James Brining, the theatre’s artistic director, said there were several reasons for the name change, including an entirely practical one. “One of the most frequently asked questions we get is ‘where are you?’” he said. “Maybe it is a classic Yorkshire trait, but we just want to be clear … we’re in Leeds.

“I can’t think of another theatre which names itself after a region rather than the city it’s in. Whenever the Guardian reviews us, you always say West Yorkshire Playhouse, Leeds, and that is a slight oddity. I can’t think of another theatre which has to declare its geographic location twice.”

He stressed that the theatre “loved West Yorkshire” and was not turning its back on the region. “It was the perfect name in 1990, when the West Yorkshire authority existed and it was a distinct geographic and political identity,” he said.

Brining said another reason was the power of Leeds as a brand. “Leeds has brilliant cultural assets, but punches below its weight,” he said.

The city is the home of major arts organisations including Opera North, Northern Ballet, Phoenix Dance Theatre and Red Ladder Theatre – none of which use the word Leeds.

“Leeds is the heart of Yorkshire, it is the biggest city in Yorkshire.
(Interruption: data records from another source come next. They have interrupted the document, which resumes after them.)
//! Role detection and the channel descriptor manifest.
//!
//! A worker learns which of its inherited descriptors belong to which
//! channel from a manifest the dispatcher serializes into the role-marker
//! environment variable. The manifest always has two groups: the
//! dispatcher's shared channel first, then the worker's dedicated channel.

use super::ipc::{Actor, ActorFds};
use crate::config::PoolConfig;
use crate::error::{Result, SpawnError};
use serde::{Deserialize, Serialize};
use std::os::unix::io::RawFd;

/// Descriptors a spawned worker inherits.
#[derive(Debug, Clone, Copy, PartialEq, Eq, Serialize, Deserialize)]
pub struct ChannelManifest {
    /// The dispatcher's own channel (shared notification path).
    pub shared: ActorFds,
    /// This worker's dedicated task/result channel.
    pub dedicated: ActorFds,
}

impl ChannelManifest {
    pub fn new(shared: &Actor, dedicated: &Actor) -> Result<Self> {
        Ok(Self {
            shared: shared.fds()?,
            dedicated: dedicated.fds()?,
        })
    }

    /// All eight descriptors in inheritance order.
    pub fn descriptors(&self) -> [RawFd; 8] {
        let mut fds = [0; 8];
        fds[..4].copy_from_slice(&self.shared.to_array());
        fds[4..].copy_from_slice(&self.dedicated.to_array());
        fds
    }

    pub fn to_env_value(&self) -> Result<String> {
        Ok(serde_json::to_string(self)?)
    }

    pub fn from_env_value(value: &str) -> Result<Self> {
        serde_json::from_str(value)
            .map_err(|e| SpawnError::Bootstrap(format!("Invalid channel manifest: {}", e)))
    }

    /// Reconstruct the (parent, self) channel pair in a worker.
    ///
    /// # Safety
    /// Must be called at most once per process, with a manifest describing
    /// descriptors inherited from the dispatcher.
    pub unsafe fn open(&self) -> Result<(Actor, Actor)> {
        let parent = unsafe { Actor::from_fds(self.shared)? };
        let this = unsafe { Actor::from_fds(self.dedicated)? };
        Ok((parent, this))
    }
}

/// Which side of the pool this process plays.
#[derive(Debug, Clone, PartialEq, Eq)]
pub enum Role {
    Dispatcher,
    Worker(ChannelManifest),
}

impl Role {
    /// Inspect the role-marker variable named in `config`.
    pub fn detect(config: &PoolConfig) -> Result<Self> {
        match std::env::var(&config.worker_env) {
            Ok(value) => Ok(Self::Worker(ChannelManifest::from_env_value(&value)?)),
            Err(std::env::VarError::NotPresent) => Ok(Self::Dispatcher),
            Err(std::env::VarError::NotUnicode(_)) => Err(SpawnError::Bootstrap(format!(
                "{} is not valid UTF-8",
                config.worker_env
            ))),
        }
    }

    pub fn is_dispatcher(&self) -> bool {
        matches!(self, Self::Dispatcher)
    }
}
//! spawnpool - demo driver for the process pool.

mod cli;

use std::cell::RefCell;
use std::io::Write;
use std::rc::Rc;
use std::time::Duration;

use anyhow::{Context, Result};
use clap::Parser;
use owo_colors::{OwoColorize, Stream::Stderr};
use serde::Serialize;
use spawnpool::logging::{self, LogConfig};
use spawnpool::{Payload, Pool, PoolConfig};

use cli::{Cli, CollatzArgs, Commands, DoubleArgs, OutputFormatArg, PoolArgs};

/// Parse arguments, run the selected command in whichever role this process
/// has, and report errors with their cause chain before exiting 1.
fn main() {
    let cli = Cli::parse();

    if cli.no_color {
        owo_colors::set_override(false);
    }
    init_logging(&cli);

    let result = match &cli.command {
        Commands::Double(args) => cmd_double(args),
        Commands::Collatz(args) => cmd_collatz(args),
    };

    if let Err(e) = result {
        eprintln!(
            "{}: {}",
            "error"
                .if_supports_color(Stderr, |text| text.red())
                .if_supports_color(Stderr, |text| text.bold()),
            e
        );
        for cause in e.chain().skip(1) {
            eprintln!(
                "  {}: {}",
                "caused by".if_supports_color(Stderr, |text| text.yellow()),
                cause
            );
        }
        std::process::exit(1);
    }
}

fn init_logging(cli: &Cli) {
    let mut config = if cli.quiet {
        LogConfig::quiet()
    } else {
        LogConfig::from_verbosity(cli.verbose)
    };
    // -v and -q beat SPAWNPOOL_LOG and RUST_LOG.
    if cli.verbose > 0 || cli.quiet {
        let level = config.level.as_str().to_lowercase();
        config = config.with_filter(level);
    }
    config = config.with_env_overrides();
    if let Some(format) = cli.log_format {
        config = config.with_format(format);
    }
    logging::init(config);
}

fn pool_config() -> PoolConfig {
    PoolConfig::new().with_env_overrides()
}

/// Double every value on the pool. Odd values can be delayed in the worker
/// to make completion order differ from submission order.
fn cmd_double(args: &DoubleArgs) -> Result<()> {
    let values = args.values.clone();
    let delay = Duration::from_millis(args.delay_ms);

    let pool = Pool::<i64>::with_config(pool_config())
        .dispatch(move |tasks| {
            for n in values {
                if tasks.send(n).is_err() {
                    break;
                }
            }
        })
        .work(move |tasks, results| {
            for n in tasks {
                if n % 2 != 0 && !delay.is_zero() {
                    std::thread::sleep(delay);
                }
                if results.send(n.saturating_mul(2)).is_err() {
                    break;
                }
            }
        });

    run_and_report(pool, &args.pool, |n| n.to_string())
}

/// Count Collatz steps for 1..=limit. Tasks carry `(start, 0)` and come back
/// as `(start, steps)`.
fn cmd_collatz(args: &CollatzArgs) -> Result<()> {
    let limit = args.limit;

    let pool = Pool::<(u64, u64)>::with_config(pool_config())
        .dispatch(move |tasks| {
            for start in 1..=limit {
                if tasks.send((start, 0)).is_err() {
                    break;
                }
            }
        })
        .work(|tasks, results| {
            for (start, _) in tasks {
                if results.send((start, collatz_steps(start))).is_err() {
                    break;
                }
            }
        });

    run_and_report(pool, &args.pool, |(start, steps)| format!("{start} {steps}"))
}

fn collatz_steps(mut n: u64) -> u64 {
    let mut steps = 0;
    while n > 1 {
        n = if n % 2 == 0 {
            n / 2
        } else {
            n.saturating_mul(3).saturating_add(1)
        };
        steps += 1;
    }
    steps
}

/// Attach a collector matching the output format and run the pool.
///
/// Plain output streams one line per result as it arrives. JSON output
/// buffers results and prints them with the pool statistics at the end.
fn run_and_report<T, F>(pool: Pool<T>, args: &PoolArgs, line: F) -> Result<()>
where
    T: Payload,
    F: Fn(&T) -> String + 'static,
{
    match args.format {
        OutputFormatArg::Plain => {
            let stats = pool
                .collect(move |results| {
                    let mut out = std::io::stdout().lock();
                    for result in results {
                        // Stop reading on a closed stdout; the pool still drains.
                        if writeln!(out, "{}", line(&result)).is_err() {
                            break;
                        }
                    }
                })
                .run(args.workers)
                .context("Process pool failed")?;
            tracing::debug!(tasks = stats.tasks_done, "Printed results");
        }
        OutputFormatArg::Json => {
            let collected: Rc<RefCell<Vec<T>>> = Rc::default();
            let sink = Rc::clone(&collected);
            let stats = pool
                .collect(move |results| sink.borrow_mut().extend(results))
                .run(args.workers)
                .context("Process pool failed")?;
            let report = Report {
                results: collected.take(),
                stats,
            };
            let mut out = std::io::stdout().lock();
            serde_json::to_writer_pretty(&mut out, &report)?;
            writeln!(out)?;
        }
    }
    Ok(())
}

#[derive(Serialize)]
struct Report<T> {
    results: Vec<T>,
    stats: spawnpool::PoolStats,
}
We want to celebrate and promote Leeds around the world,” said Brining.

He said there could have been any number of names for the theatre, but in the end, it was all about Leeds: a “contemporary, diverse, international” city where 170 languages are spoken.

“Leeds does what it needs to do for us, it conjures up that sense of what we want to be … a city that is alive and evolving, and dynamic and diverse, and community focused. That’s what we are and that’s what Leeds is,” Brining said.

The theatre is to become a building site as it goes through its redevelopment, but Brining said the word closure was being avoided.

Instead, there would be a pop-up season of productions in a 350-seat temporary space in one of the theatre’s workshops, as well as at other venues across Leeds.

It will involve an ensemble company of 10 actors for a year, with productions including Jim Cartwright’s Road, A Christmas Carol and Around the World in 80 Days.

The theatre, Brining said, will open with a city-facing entrance, rather than one that comes out on to car parks and bins, improved disabled access, more ladies’ toilets and a third studio space in what are known as the “rock voids”.

“It is a very dry, very quiet environment,” said Brining. “It is the foundations of the building and there is literally bedrock, old discarded bricks and the odd Embassy Regal packet from 1989 chucked there by the builders. It has an extraordinary found space quality.”